(Collected data)
//! Named (port, protocol) endpoint primitives
//!
//! Endpoints describe firewall openings and service exposure without tying
//! the description to a particular service. They are pure data.

use serde::{Deserialize, Serialize};
use std::fmt;

/// Transport protocol for an endpoint
#[derive(Debug, Clone, Copy, Default, PartialEq, Eq, Hash, Serialize, Deserialize)]
#[serde(rename_all = "lowercase")]
pub enum Protocol {
    #[default]
    Tcp,
    Udp,
}

impl Protocol {
    pub fn as_str(self) -> &'static str {
        match self {
            Self::Tcp => "tcp",
            Self::Udp => "udp",
        }
    }
}

impl fmt::Display for Protocol {
    fn fmt(&self, f: &mut fmt::Formatter<'_>) -> fmt::Result {
        f.write_str(self.as_str())
    }
}

/// A named (port, protocol) pair
#[derive(Debug, Clone, PartialEq, Eq, Hash, Serialize, Deserialize)]
pub struct Endpoint {
    /// Human-readable name (e.g. "https")
    pub name: String,
    /// Port number
    pub port: u16,
    /// Transport protocol
    #[serde(default)]
    pub protocol: Protocol,
}

impl Endpoint {
    pub fn new(name: &str, port: u16, protocol: Protocol) -> Self {
        Self {
            name: name.to_string(),
            port,
            protocol,
        }
    }

    pub fn tcp(name: &str, port: u16) -> Self {
        Self::new(name, port, Protocol::Tcp)
    }

    pub fn udp(name: &str, port: u16) -> Self {
        Self::new(name, port, Protocol::Udp)
    }

    /// Firewall rule form, e.g. "443/tcp"
    pub fn rule(&self) -> String {
        format!("{}/{}", self.port, self.protocol)
    }
}

/// Well-known endpoints used by node provisioning and the default services
pub mod well_known {
    use super::{Endpoint, Protocol};

    pub fn ssh() -> Endpoint {
        Endpoint::tcp("ssh", 22)
    }

    pub fn http() -> Endpoint {
        Endpoint::tcp("http", 80)
    }

    pub fn https() -> Endpoint {
        Endpoint::tcp("https", 443)
    }

    /// Swarm cluster management traffic
    pub fn swarm_management() -> Endpoint {
        Endpoint::tcp("swarm-management", 2377)
    }

    /// Swarm node-to-node communication
    pub fn swarm_nodes() -> Vec<Endpoint> {
        vec![
            Endpoint::tcp("swarm-nodes-tcp", 7946),
            Endpoint::udp("swarm-nodes-udp", 7946),
        ]
    }

    /// Swarm overlay network traffic (VXLAN)
    pub fn swarm_overlay() -> Endpoint {
        Endpoint::new("swarm-overlay", 4789, Protocol::Udp)
    }
}
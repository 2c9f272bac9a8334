//! Deployment target hosts

use super::user::ClusterUser;
use crate::remote::{Executor, SshExecutor};
use serde::{Deserialize, Serialize};
use std::sync::Arc;

/// A deployment target host
///
/// Stateless beyond host identity; executors are derived per (node, user)
/// invocation and torn down with it.
#[derive(Debug, Clone, Serialize, Deserialize)]
pub struct ClusterNode {
    /// Hostname or IP address
    pub host: String,
    /// SSH port
    #[serde(default = "default_ssh_port")]
    pub port: u16,
}

fn default_ssh_port() -> u16 {
    22
}

impl ClusterNode {
    pub fn new(host: &str) -> Self {
        Self {
            host: host.to_string(),
            port: 22,
        }
    }

    pub fn with_port(mut self, port: u16) -> Self {
        self.port = port;
        self
    }

    /// Build an SSH executor for this node authenticated as the given user
    pub fn executor(&self, user: &ClusterUser) -> Arc<dyn Executor> {
        let mut exec = SshExecutor::new(&self.host, &user.username).with_port(self.port);
        if let Some(ref key) = user.private_key_path {
            exec = exec.with_identity_file(key.clone());
        }
        Arc::new(exec)
    }
}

(Assignment): When you reach the line containing "self.port = port;" in the data above, retype it and each line after it through the final one, exactly as written.

(Response below):
        self.port = port;
        self
    }

    /// Build an SSH executor for this node authenticated as the given user
    pub fn executor(&self, user: &ClusterUser) -> Arc<dyn Executor> {
        let mut exec = SshExecutor::new(&self.host, &user.username).with_port(self.port);
        if let Some(ref key) = user.private_key_path {
            exec = exec.with_identity_file(key.clone());
        }
        Arc::new(exec)
    }
}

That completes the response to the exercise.